INSTRUCTIONS FOR THE TASK: Check every line of the entries below for the word "between", and copy the ones that have it.

=== Begin Enclosure ===

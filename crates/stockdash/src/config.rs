//! Environment-based configuration.

use std::fmt;
use std::path::PathBuf;
use std::str::FromStr;
use std::time::Duration;

use stockdash_core::{DataError, DataKind};
use stockdash_http::RetryPolicy;

/// Default SQLite database location.
pub const DEFAULT_DB_PATH: &str = "data/stock_analyzer.db";

/// Default spacing between Yahoo requests.
pub const DEFAULT_YAHOO_DELAY: Duration = Duration::from_secs(1);

/// How cache keys are scoped.
#[derive(Clone, Copy, Debug, Default, PartialEq, Eq)]
pub enum CacheKeyScope {
    /// One key per kind and ticker: `shared:<kind>:<ticker>`.
    ///
    /// The freshest fetch from any provider satisfies later reads.
    #[default]
    Shared,
    /// One key per provider: `<label>:<kind>:<ticker>`.
    ///
    /// Writes go under the winning provider's label; reads try each
    /// provider's key in priority order.
    PerProvider,
}

impl FromStr for CacheKeyScope {
    type Err = DataError;

    fn from_str(s: &str) -> Result<Self, Self::Err> {
        match s.trim().to_ascii_lowercase().as_str() {
            "shared" => Ok(Self::Shared),
            "per-provider" | "per_provider" | "provider" => Ok(Self::PerProvider),
            other => Err(DataError::InvalidParameter(format!(
                "Unknown cache key scope: {other}"
            ))),
        }
    }
}

/// Per-kind cache lifetimes.
#[derive(Clone, Copy, Debug, PartialEq, Eq)]
pub struct CacheTtls {
    /// Lifetime of cached metrics.
    pub metrics: Duration,
    /// Lifetime of cached history.
    pub history: Duration,
    /// Lifetime of cached news.
    pub news: Duration,
}

impl Default for CacheTtls {
    fn default() -> Self {
        Self {
            metrics: DataKind::Metrics.default_ttl(),
            history: DataKind::History.default_ttl(),
            news: DataKind::News.default_ttl(),
        }
    }
}

impl CacheTtls {
    /// Returns the lifetime for a data kind.
    #[must_use]
    pub const fn for_kind(&self, kind: DataKind) -> Duration {
        match kind {
            DataKind::Metrics => self.metrics,
            DataKind::History => self.history,
            DataKind::News => self.news,
        }
    }
}

/// Fetch-layer configuration.
///
/// Built once and handed to [`Fetcher::from_config`](crate::Fetcher::from_config)
/// and [`StockService::open`](crate::StockService::open); nothing reads the
/// environment after construction.
#[derive(Clone, PartialEq, Eq)]
pub struct Config {
    /// Alpha Vantage API key. Without it the primary provider reports a
    /// configuration error and the orchestrator falls through.
    pub alpha_vantage_key: Option<String>,
    /// SQLite database holding the cache and news tables.
    pub db_path: PathBuf,
    /// Cache key scoping.
    pub cache_scope: CacheKeyScope,
    /// Per-kind cache lifetimes.
    pub ttls: CacheTtls,
    /// Retry policy shared by every provider.
    pub retry: RetryPolicy,
    /// Minimum spacing between Yahoo requests.
    pub yahoo_delay: Duration,
}

impl fmt::Debug for Config {
    fn fmt(&self, f: &mut fmt::Formatter<'_>) -> fmt::Result {
        f.debug_struct("Config")
            .field(
                "alpha_vantage_key",
                &self.alpha_vantage_key.as_ref().map(|_| "[REDACTED]"),
            )
            .field("db_path", &self.db_path)
            .field("cache_scope", &self.cache_scope)
            .field("ttls", &self.ttls)
            .field("retry", &self.retry)
            .field("yahoo_delay", &self.yahoo_delay)
            .finish()
    }
}

impl Default for Config {
    fn default() -> Self {
        Self {
            alpha_vantage_key: None,
            db_path: PathBuf::from(DEFAULT_DB_PATH),
            cache_scope: CacheKeyScope::default(),
            ttls: CacheTtls::default(),
            retry: RetryPolicy::default(),
            yahoo_delay: DEFAULT_YAHOO_DELAY,
        }
    }
}

impl Config {
    /// Load a `.env` file if present, then read the process environment.
    ///
    /// | Variable | Meaning |
    /// |---|---|
    /// | `STOCK_API` (or `ALPHA_VANTAGE_KEY`) | Alpha Vantage API key |
    /// | `STOCKDASH_DB_PATH` | SQLite path, default `data/stock_analyzer.db` |
    /// | `STOCKDASH_CACHE_SCOPE` | `shared` (default) or `per-provider` |
    /// | `STOCKDASH_YAHOO_DELAY_MS` | Yahoo request spacing, default 1000 |
    #[must_use]
    pub fn from_env() -> Self {
        dotenvy::dotenv().ok();
        Self::from_lookup(|key| std::env::var(key).ok())
    }

    /// Build a configuration from any key lookup.
    ///
    /// Blank values count as unset. Unparsable optional values fall back to
    /// their defaults.
    #[must_use]
    pub fn from_lookup<F>(lookup: F) -> Self
    where
        F: Fn(&str) -> Option<String>,
    {
        let var = |key: &str| lookup(key).filter(|v| !v.trim().is_empty());

        let defaults = Self::default();
        Self {
            alpha_vantage_key: var("STOCK_API").or_else(|| var("ALPHA_VANTAGE_KEY")),
            db_path: var("STOCKDASH_DB_PATH").map_or(defaults.db_path, PathBuf::from),
            cache_scope: var("STOCKDASH_CACHE_SCOPE")
                .and_then(|v| v.parse().ok())
                .unwrap_or(defaults.cache_scope),
            yahoo_delay: var("STOCKDASH_YAHOO_DELAY_MS")
                .and_then(|v| v.trim().parse().ok())
                .map_or(defaults.yahoo_delay, Duration::from_millis),
            ..defaults
        }
    }

    /// Set the Alpha Vantage API key.
    #[must_use]
    pub fn with_alpha_vantage_key(mut self, key: impl Into<String>) -> Self {
        self.alpha_vantage_key = Some(key.into());
        self
    }

    /// Set the database path.
    #[must_use]
    pub fn with_db_path(mut self, path: impl Into<PathBuf>) -> Self {
        self.db_path = path.into();
        self
    }

    /// Set the cache key scope.
    #[must_use]
    pub const fn with_cache_scope(mut self, scope: CacheKeyScope) -> Self {
        self.cache_scope = scope;
        self
    }

    /// Set the retry policy.
    #[must_use]
    pub fn with_retry(mut self, retry: RetryPolicy) -> Self {
        self.retry = retry;
        self
    }
}

#[cfg(test)]
mod tests {
    use super::*;
    use std::collections::HashMap;

    fn lookup(pairs: &[(&str, &str)]) -> impl Fn(&str) -> Option<String> {
        let map: HashMap<String, String> = pairs
            .iter()
            .map(|(k, v)| ((*k).to_string(), (*v).to_string()))
            .collect();
        move |key| map.get(key).cloned()
    }

    #[test]
    fn test_defaults_without_environment() {
        let config = Config::from_lookup(|_| None);
        assert_eq!(config, Config::default());
        assert_eq!(config.alpha_vantage_key, None);
        assert_eq!(config.db_path, PathBuf::from(DEFAULT_DB_PATH));
        assert_eq!(config.ttls.for_kind(DataKind::Metrics), Duration::from_secs(600));
        assert_eq!(config.ttls.for_kind(DataKind::History), Duration::from_secs(3600));
        assert_eq!(config.ttls.for_kind(DataKind::News), Duration::from_secs(21600));
    }

    #[test]
    fn test_reads_credential_and_alias() {
        let config = Config::from_lookup(lookup(&[("STOCK_API", "primary")]));
        assert_eq!(config.alpha_vantage_key.as_deref(), Some("primary"));

        let config = Config::from_lookup(lookup(&[("ALPHA_VANTAGE_KEY", "alias")]));
        assert_eq!(config.alpha_vantage_key.as_deref(), Some("alias"));

        let config = Config::from_lookup(lookup(&[
            ("STOCK_API", "primary"),
            ("ALPHA_VANTAGE_KEY", "alias"),
        ]));
        assert_eq!(config.alpha_vantage_key.as_deref(), Some("primary"));
    }

    #[test]
    fn test_blank_values_are_unset() {
        let config = Config::from_lookup(lookup(&[("STOCK_API", "   "), ("STOCKDASH_DB_PATH", "")]));
        assert_eq!(config.alpha_vantage_key, None);
        assert_eq!(config.db_path, PathBuf::from(DEFAULT_DB_PATH));
    }

    #[test]
    fn test_optional_overrides() {
        let config = Config::from_lookup(lookup(&[
            ("STOCKDASH_DB_PATH", "/tmp/dash.db"),
            ("STOCKDASH_CACHE_SCOPE", "per-provider"),
            ("STOCKDASH_YAHOO_DELAY_MS", "250"),
        ]));
        assert_eq!(config.db_path, PathBuf::from("/tmp/dash.db"));
        assert_eq!(config.cache_scope, CacheKeyScope::PerProvider);
        assert_eq!(config.yahoo_delay, Duration::from_millis(250));

        let config = Config::from_lookup(lookup(&[
            ("STOCKDASH_CACHE_SCOPE", "sometimes"),
            ("STOCKDASH_YAHOO_DELAY_MS", "soon"),
        ]));
        assert_eq!(config.cache_scope, CacheKeyScope::Shared);
        assert_eq!(config.yahoo_delay, DEFAULT_YAHOO_DELAY);
    }

    #[test]
    fn test_debug_redacts_credential() {
        let config = Config::default().with_alpha_vantage_key("secret_key_12345");
        let debug_str = format!("{:?}", config);
        assert!(!debug_str.contains("secret_key_12345"));
        assert!(debug_str.contains("[REDACTED]"));
    }
}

=== End Enclosure ===

TASK RESPONSE:
/// Default spacing between Yahoo requests.
    /// Minimum spacing between Yahoo requests.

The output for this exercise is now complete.